Problem requirements
What do the lines from the top of the data through the line with "derived from the" say? Quote them exactly and include both ends.
*****
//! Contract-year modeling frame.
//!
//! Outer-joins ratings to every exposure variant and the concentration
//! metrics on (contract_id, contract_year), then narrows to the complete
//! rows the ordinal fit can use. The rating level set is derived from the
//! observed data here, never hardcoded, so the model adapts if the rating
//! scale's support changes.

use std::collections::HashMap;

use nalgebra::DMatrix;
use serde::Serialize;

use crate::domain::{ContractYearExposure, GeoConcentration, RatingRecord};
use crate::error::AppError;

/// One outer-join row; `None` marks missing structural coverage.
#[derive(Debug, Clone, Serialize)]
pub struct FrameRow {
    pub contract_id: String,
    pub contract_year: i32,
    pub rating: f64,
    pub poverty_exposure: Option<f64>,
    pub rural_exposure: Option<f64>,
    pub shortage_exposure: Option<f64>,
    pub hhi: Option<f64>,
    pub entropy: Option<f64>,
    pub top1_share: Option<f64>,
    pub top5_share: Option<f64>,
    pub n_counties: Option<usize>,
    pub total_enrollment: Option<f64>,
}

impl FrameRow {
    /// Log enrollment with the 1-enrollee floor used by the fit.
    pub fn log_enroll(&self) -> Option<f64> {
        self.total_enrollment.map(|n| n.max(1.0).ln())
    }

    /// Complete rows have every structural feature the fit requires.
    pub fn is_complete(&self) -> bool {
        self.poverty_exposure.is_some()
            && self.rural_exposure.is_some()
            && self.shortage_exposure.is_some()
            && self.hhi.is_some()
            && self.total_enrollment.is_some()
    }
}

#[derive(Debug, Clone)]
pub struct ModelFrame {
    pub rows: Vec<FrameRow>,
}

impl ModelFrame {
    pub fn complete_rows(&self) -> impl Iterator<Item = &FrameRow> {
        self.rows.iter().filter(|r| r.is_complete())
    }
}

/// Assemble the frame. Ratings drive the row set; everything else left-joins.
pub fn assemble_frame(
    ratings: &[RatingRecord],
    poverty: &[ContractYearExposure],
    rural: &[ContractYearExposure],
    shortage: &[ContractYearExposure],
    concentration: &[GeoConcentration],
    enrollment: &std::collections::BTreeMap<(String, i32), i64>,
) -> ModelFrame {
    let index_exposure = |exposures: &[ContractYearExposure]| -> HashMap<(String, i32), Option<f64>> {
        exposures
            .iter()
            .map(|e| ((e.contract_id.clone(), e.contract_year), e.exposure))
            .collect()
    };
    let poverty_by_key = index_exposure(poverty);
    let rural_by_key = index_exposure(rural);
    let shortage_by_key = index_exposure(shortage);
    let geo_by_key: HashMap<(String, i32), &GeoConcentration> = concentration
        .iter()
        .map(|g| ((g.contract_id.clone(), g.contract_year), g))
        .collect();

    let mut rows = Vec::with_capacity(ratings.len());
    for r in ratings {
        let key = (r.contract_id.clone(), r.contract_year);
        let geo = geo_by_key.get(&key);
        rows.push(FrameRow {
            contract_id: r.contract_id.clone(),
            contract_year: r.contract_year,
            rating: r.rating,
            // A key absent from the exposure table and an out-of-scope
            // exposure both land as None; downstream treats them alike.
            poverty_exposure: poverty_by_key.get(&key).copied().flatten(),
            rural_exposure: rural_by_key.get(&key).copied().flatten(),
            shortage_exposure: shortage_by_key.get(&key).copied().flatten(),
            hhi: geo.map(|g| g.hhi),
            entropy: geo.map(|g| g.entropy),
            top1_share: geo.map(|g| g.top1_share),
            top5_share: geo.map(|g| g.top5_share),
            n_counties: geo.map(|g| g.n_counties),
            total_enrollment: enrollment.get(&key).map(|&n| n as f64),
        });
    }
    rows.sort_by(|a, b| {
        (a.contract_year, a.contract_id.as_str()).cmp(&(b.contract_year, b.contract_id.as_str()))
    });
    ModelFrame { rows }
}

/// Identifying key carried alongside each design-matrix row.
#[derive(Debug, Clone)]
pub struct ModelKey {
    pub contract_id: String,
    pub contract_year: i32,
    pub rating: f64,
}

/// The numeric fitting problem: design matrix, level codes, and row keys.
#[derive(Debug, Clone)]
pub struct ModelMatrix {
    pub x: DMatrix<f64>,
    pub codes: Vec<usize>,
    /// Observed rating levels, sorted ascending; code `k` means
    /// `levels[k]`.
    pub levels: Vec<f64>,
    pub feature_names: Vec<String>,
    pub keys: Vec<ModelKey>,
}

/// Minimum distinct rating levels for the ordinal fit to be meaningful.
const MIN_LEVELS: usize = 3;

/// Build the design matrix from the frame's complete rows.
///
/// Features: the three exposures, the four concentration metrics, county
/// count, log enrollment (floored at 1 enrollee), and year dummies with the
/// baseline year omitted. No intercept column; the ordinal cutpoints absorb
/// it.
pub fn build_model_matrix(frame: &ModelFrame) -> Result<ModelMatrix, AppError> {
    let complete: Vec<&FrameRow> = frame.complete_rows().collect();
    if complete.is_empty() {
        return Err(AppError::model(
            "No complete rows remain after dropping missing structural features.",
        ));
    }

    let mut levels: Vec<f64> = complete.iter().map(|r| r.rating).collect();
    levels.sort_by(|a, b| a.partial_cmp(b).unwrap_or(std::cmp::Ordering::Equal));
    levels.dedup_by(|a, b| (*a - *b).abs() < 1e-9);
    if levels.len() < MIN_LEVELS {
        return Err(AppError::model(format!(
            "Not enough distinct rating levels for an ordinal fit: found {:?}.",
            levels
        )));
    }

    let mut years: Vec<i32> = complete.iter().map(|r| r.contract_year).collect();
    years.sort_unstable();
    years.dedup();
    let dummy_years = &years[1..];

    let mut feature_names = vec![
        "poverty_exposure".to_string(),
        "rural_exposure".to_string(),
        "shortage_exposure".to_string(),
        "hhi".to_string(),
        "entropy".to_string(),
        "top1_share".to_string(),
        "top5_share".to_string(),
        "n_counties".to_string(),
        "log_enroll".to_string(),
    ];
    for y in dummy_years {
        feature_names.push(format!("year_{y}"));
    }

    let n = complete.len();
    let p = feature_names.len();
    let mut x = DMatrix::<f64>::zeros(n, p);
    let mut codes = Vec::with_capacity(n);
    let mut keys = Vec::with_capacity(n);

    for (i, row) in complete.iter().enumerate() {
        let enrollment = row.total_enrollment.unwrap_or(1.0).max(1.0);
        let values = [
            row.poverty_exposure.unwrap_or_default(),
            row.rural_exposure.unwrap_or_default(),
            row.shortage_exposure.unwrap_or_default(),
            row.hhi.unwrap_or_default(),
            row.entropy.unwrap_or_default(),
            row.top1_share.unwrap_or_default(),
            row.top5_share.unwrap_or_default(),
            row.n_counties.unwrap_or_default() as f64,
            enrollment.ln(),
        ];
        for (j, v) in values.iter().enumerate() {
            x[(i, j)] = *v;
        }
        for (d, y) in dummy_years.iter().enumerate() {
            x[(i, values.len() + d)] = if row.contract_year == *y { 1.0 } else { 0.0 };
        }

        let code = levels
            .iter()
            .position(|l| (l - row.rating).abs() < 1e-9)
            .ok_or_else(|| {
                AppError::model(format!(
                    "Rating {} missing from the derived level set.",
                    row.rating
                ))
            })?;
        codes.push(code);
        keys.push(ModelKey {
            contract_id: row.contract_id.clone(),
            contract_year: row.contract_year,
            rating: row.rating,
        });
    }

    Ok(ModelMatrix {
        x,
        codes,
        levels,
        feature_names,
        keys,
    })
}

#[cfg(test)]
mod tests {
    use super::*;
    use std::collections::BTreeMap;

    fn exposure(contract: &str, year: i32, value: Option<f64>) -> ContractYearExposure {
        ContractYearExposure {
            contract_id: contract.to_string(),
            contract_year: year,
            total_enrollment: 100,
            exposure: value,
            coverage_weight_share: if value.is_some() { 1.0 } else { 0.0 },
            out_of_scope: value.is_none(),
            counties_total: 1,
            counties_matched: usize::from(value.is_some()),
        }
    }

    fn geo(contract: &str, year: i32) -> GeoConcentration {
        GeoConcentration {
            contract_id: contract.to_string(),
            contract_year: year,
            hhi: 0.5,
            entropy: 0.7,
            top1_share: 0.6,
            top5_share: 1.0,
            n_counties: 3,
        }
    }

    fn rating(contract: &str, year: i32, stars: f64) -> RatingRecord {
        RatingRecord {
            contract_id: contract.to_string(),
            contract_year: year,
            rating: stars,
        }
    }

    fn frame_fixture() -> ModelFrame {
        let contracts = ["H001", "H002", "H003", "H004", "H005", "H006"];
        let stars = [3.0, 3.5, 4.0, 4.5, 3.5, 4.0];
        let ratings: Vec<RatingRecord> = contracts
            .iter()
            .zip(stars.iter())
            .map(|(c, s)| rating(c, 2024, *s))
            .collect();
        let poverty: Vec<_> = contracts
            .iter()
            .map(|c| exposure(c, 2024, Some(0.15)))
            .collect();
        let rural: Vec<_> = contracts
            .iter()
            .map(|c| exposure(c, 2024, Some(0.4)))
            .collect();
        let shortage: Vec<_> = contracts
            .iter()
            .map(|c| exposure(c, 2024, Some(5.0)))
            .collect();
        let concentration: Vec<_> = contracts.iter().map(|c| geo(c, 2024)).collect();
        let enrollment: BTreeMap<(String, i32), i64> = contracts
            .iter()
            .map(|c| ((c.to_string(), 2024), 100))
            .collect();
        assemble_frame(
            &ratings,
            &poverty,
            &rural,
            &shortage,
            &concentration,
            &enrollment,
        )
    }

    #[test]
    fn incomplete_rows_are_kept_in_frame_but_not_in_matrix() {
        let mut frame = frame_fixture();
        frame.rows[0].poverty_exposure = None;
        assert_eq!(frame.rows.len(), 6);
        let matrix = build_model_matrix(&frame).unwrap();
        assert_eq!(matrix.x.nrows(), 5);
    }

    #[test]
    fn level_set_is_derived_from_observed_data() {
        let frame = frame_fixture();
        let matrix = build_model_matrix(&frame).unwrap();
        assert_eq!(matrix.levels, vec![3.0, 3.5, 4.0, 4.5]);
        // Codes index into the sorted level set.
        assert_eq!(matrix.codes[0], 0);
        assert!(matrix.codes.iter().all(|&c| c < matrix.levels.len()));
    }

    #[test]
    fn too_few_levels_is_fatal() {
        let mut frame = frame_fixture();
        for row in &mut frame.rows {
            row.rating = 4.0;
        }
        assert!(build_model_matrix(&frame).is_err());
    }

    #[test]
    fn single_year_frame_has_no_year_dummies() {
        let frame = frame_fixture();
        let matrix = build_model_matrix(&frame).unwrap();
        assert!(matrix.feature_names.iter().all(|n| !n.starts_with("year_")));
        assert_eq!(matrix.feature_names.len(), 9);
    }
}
*****
Response for this exercise
//! Contract-year modeling frame.
//!
//! Outer-joins ratings to every exposure variant and the concentration
//! metrics on (contract_id, contract_year), then narrows to the complete
//! rows the ordinal fit can use. The rating level set is derived from the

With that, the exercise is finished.